New York City Lawyers Experienced in Workplace Disputes

Bryan Arce

The coronavirus pandemic has had a substantial impact on jobs. The virus is most likely to spread when an infectious person is in close contact, within about six feet of another person. Asymptomatic people can also spread the virus. Businesses in New York are required to follow certain safety and health precautions to avoid coronavirus spread. Additionally, employers may need to provide accommodations for workers with disabilities so that they are able to perform their jobs during the pandemic without being exposed to a risk of severe illness. Employers should engage in careful calculations regarding requirements that employees get the COVID-19 vaccine. If you are wondering whether your employer can fire you for not getting the COVID-19 vaccine, you may wish to discuss the situation with the experienced New York City wrongful termination lawyers at Phillips & Associates.

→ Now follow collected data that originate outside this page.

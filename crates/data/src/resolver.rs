//! Final-demand resolution.
//!
//! Final demand is the maximum cumulative bookings observed for a departure
//! date. Rows are grouped by departure into `FlightCurve`s, each curve is
//! folded to its maximum, and that value is joined back onto every row of
//! the curve. Training and validation tables are resolved independently.
//!
//! The maximum only reaches true final demand if the data runs up to
//! departure; a curve cut off earlier undercounts.

use airline_forecast_core::{BookingObservation, Dataset, ForecastError, ResolvedObservation};
use chrono::NaiveDate;
use std::collections::{BTreeMap, HashMap};

/// All readings for one departure date, ordered by booking date.
#[derive(Debug, Clone, PartialEq)]
pub struct FlightCurve {
    pub departure_date: NaiveDate,
    pub readings: Vec<BookingObservation>,
}

impl FlightCurve {
    /// Maximum cumulative bookings on the curve.
    #[must_use]
    pub fn final_demand(&self) -> u32 {
        self.readings
            .iter()
            .map(|r| r.cum_bookings)
            .max()
            .unwrap_or(0)
    }

    /// True when cumulative bookings never drop as booking date advances.
    #[must_use]
    pub fn is_non_decreasing(&self) -> bool {
        self.readings
            .windows(2)
            .all(|pair| pair[0].cum_bookings <= pair[1].cum_bookings)
    }
}

/// Groups observations into curves keyed by departure date.
#[must_use]
pub fn group_curves(observations: &[BookingObservation]) -> BTreeMap<NaiveDate, FlightCurve> {
    let mut curves: BTreeMap<NaiveDate, FlightCurve> = BTreeMap::new();

    for obs in observations {
        curves
            .entry(obs.departure_date)
            .or_insert_with(|| FlightCurve {
                departure_date: obs.departure_date,
                readings: Vec::new(),
            })
            .readings
            .push(obs.clone());
    }

    for curve in curves.values_mut() {
        curve.readings.sort_by_key(|r| r.booking_date);
    }

    curves
}

pub struct FinalDemandResolver;

impl FinalDemandResolver {
    /// Attaches the per-departure maximum of `cum_bookings` to every row.
    ///
    /// Input order is preserved.
    #[must_use]
    pub fn resolve(dataset: Dataset, observations: &[BookingObservation]) -> Vec<ResolvedObservation> {
        let curves = group_curves(observations);

        let decreasing = curves.values().filter(|c| !c.is_non_decreasing()).count();
        if decreasing > 0 {
            tracing::warn!(
                %dataset,
                curves = decreasing,
                "Cumulative bookings decrease along some flight curves"
            );
        }

        let final_demand: HashMap<NaiveDate, u32> = curves
            .values()
            .map(|curve| (curve.departure_date, curve.final_demand()))
            .collect();

        tracing::debug!(%dataset, departures = final_demand.len(), "Resolved final demand");

        observations
            .iter()
            .map(|obs| {
                let demand = final_demand
                    .get(&obs.departure_date)
                    .copied()
                    .unwrap_or(obs.cum_bookings);
                ResolvedObservation::new(obs.clone(), demand)
            })
            .collect()
    }

    /// Uses the final demand reported on each row instead of resolving it.
    ///
    /// # Errors
    /// Returns `ForecastError::Schema` if any row lacks a reported value.
    pub fn from_reported(
        dataset: Dataset,
        observations: &[BookingObservation],
    ) -> Result<Vec<ResolvedObservation>, ForecastError> {
        observations
            .iter()
            .map(|obs| {
                obs.reported_final_demand
                    .map(|demand| ResolvedObservation::new(obs.clone(), demand))
                    .ok_or_else(|| ForecastError::Schema {
                        dataset,
                        column: "final_demand".to_string(),
                    })
            })
            .collect()
    }
}
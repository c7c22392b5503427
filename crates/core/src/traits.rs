use crate::forecast::{ForecastTable, ModelKind};
use crate::observation::ResolvedObservation;

/// A forecasting heuristic trained on historical booking curves.
///
/// Implementations build their aggregate tables once from the training set
/// and are read-only afterwards, so one model can forecast any number of
/// validation sets.
pub trait ForecastModel: Send + Sync {
    fn kind(&self) -> ModelKind;

    /// Forecasts final demand for each validation row.
    ///
    /// Rows whose aggregate key is absent from the training tables are
    /// dropped and counted in `ForecastTable::join_misses`.
    fn forecast(&self, validation: &[ResolvedObservation]) -> ForecastTable;

    fn name(&self) -> &str {
        self.kind().name()
    }
}
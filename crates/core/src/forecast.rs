//! Forecast output records.

use chrono::NaiveDate;
use serde::{Deserialize, Serialize};
use std::fmt;

/// The three forecasting heuristics, in reporting order.
#[derive(Debug, Clone, Copy, PartialEq, Eq, Hash, Serialize, Deserialize)]
#[serde(rename_all = "lowercase")]
pub enum ModelKind {
    /// Median final demand per departure weekday.
    Flat,
    /// On-the-books plus median remaining demand.
    Additive,
    /// On-the-books divided by mean booking-completion ratio.
    Multiplicative,
}

impl ModelKind {
    /// All models in the order they are run and reported.
    pub const ALL: [ModelKind; 3] = [ModelKind::Flat, ModelKind::Additive, ModelKind::Multiplicative];

    /// Human-readable model name used in reports.
    #[must_use]
    pub fn name(self) -> &'static str {
        match self {
            ModelKind::Flat => "Flat",
            ModelKind::Additive => "Additive",
            ModelKind::Multiplicative => "Multiplicative",
        }
    }

    /// Lowercase identifier used for file names.
    #[must_use]
    pub fn slug(self) -> &'static str {
        match self {
            ModelKind::Flat => "flat",
            ModelKind::Additive => "additive",
            ModelKind::Multiplicative => "multiplicative",
        }
    }
}

impl fmt::Display for ModelKind {
    fn fmt(&self, f: &mut fmt::Formatter<'_>) -> fmt::Result {
        f.write_str(self.name())
    }
}

/// One row of a model's forecast table.
#[derive(Debug, Clone, PartialEq, Serialize, Deserialize)]
pub struct ForecastRow {
    pub departure_date: NaiveDate,
    pub booking_date: NaiveDate,
    /// Forecast final demand; `None` when the flight is already fully booked
    /// or the model cannot divide through.
    pub forecast_demand: Option<f64>,
    /// Ground-truth final demand the forecast is scored against.
    #[serde(skip_serializing, default)]
    pub actual_demand: u32,
}

impl ForecastRow {
    /// Absolute error against ground truth, `None` for a missing forecast.
    #[must_use]
    pub fn abs_error(&self) -> Option<f64> {
        self.forecast_demand
            .map(|forecast| (f64::from(self.actual_demand) - forecast).abs())
    }
}

/// A model's forecasts for the validation set.
#[derive(Debug, Clone, PartialEq, Serialize, Deserialize)]
pub struct ForecastTable {
    pub model: ModelKind,
    pub rows: Vec<ForecastRow>,
    /// Validation rows dropped because no aggregate matched their key.
    pub join_misses: usize,
}

impl ForecastTable {
    #[must_use]
    pub fn new(model: ModelKind) -> Self {
        Self {
            model,
            rows: Vec::new(),
            join_misses: 0,
        }
    }

    /// Number of rows with a forecast value.
    #[must_use]
    pub fn forecast_count(&self) -> usize {
        self.rows.iter().filter(|r| r.forecast_demand.is_some()).count()
    }

    /// Number of rows whose forecast is missing.
    #[must_use]
    pub fn missing_count(&self) -> usize {
        self.rows.len() - self.forecast_count()
    }
}

/// Normalized accuracy of one model against the naive benchmark.
#[derive(Debug, Clone, PartialEq, Serialize, Deserialize)]
pub struct ModelScore {
    pub model: ModelKind,
    /// `100 * total_error / benchmark`, rounded.
    pub score: f64,
    /// Sum of absolute errors over rows with a forecast.
    pub total_error: f64,
    /// Sum of absolute naive-forecast errors shared by every model.
    pub benchmark: f64,
    pub forecast_rows: usize,
    pub missing_forecasts: usize,
    pub join_misses: usize,
}

/// A model's forecast table together with its score.
#[derive(Debug, Clone, PartialEq, Serialize, Deserialize)]
pub struct ModelEvaluation {
    pub score: ModelScore,
    pub table: ForecastTable,
}

#[cfg(test)]
mod tests {
    use super::*;

    fn row(forecast: Option<f64>, actual: u32) -> ForecastRow {
        ForecastRow {
            departure_date: NaiveDate::from_ymd_opt(2017, 3, 20).unwrap(),
            booking_date: NaiveDate::from_ymd_opt(2017, 3, 13).unwrap(),
            forecast_demand: forecast,
            actual_demand: actual,
        }
    }

    #[test]
    fn model_order_is_flat_additive_multiplicative() {
        let names: Vec<&str> = ModelKind::ALL.iter().map(|m| m.name()).collect();
        assert_eq!(names, vec!["Flat", "Additive", "Multiplicative"]);
    }

    #[test]
    fn abs_error_ignores_missing_forecast() {
        assert_eq!(row(Some(115.0), 110).abs_error(), Some(5.0));
        assert_eq!(row(Some(100.5), 110).abs_error(), Some(9.5));
        assert_eq!(row(None, 110).abs_error(), None);
    }

    #[test]
    fn table_counts_missing_rows() {
        let mut table = ForecastTable::new(ModelKind::Additive);
        table.rows.push(row(Some(115.0), 110));
        table.rows.push(row(None, 110));
        table.rows.push(row(None, 110));
        assert_eq!(table.forecast_count(), 1);
        assert_eq!(table.missing_count(), 2);
    }

    #[test]
    fn forecast_row_serializes_without_ground_truth() {
        let json = serde_json::to_string(&row(None, 110)).unwrap();
        assert_eq!(
            json,
            r#"{"departure_date":"2017-03-20","booking_date":"2017-03-13","forecast_demand":null}"#
        );
    }
}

Can My Employer Fire Me for Not Getting the COVID-19 Vaccine?

COVID-19 vaccinations are now available to many people. However, this does not mean that everyone wants to get vaccinated, some people cannot get vaccinated yet, and some people cannot get vaccinated at all, either for health or religious reasons. Your employer may institute rules for the health and safety of its workforce; this could include a requirement that workers get vaccinated.

The Equal Employment Opportunity Commission (EEOC) enforces federal workplace anti-discrimination laws, such as the Americans with Disabilities Act (ADA). Your employer can ask you for proof of receipt of a COVID-19 vaccination. This request is not a disability-related inquiry under the ADA. If your employer inquires further, such as asking you why you did not get a vaccination, the ADA standard may be implicated.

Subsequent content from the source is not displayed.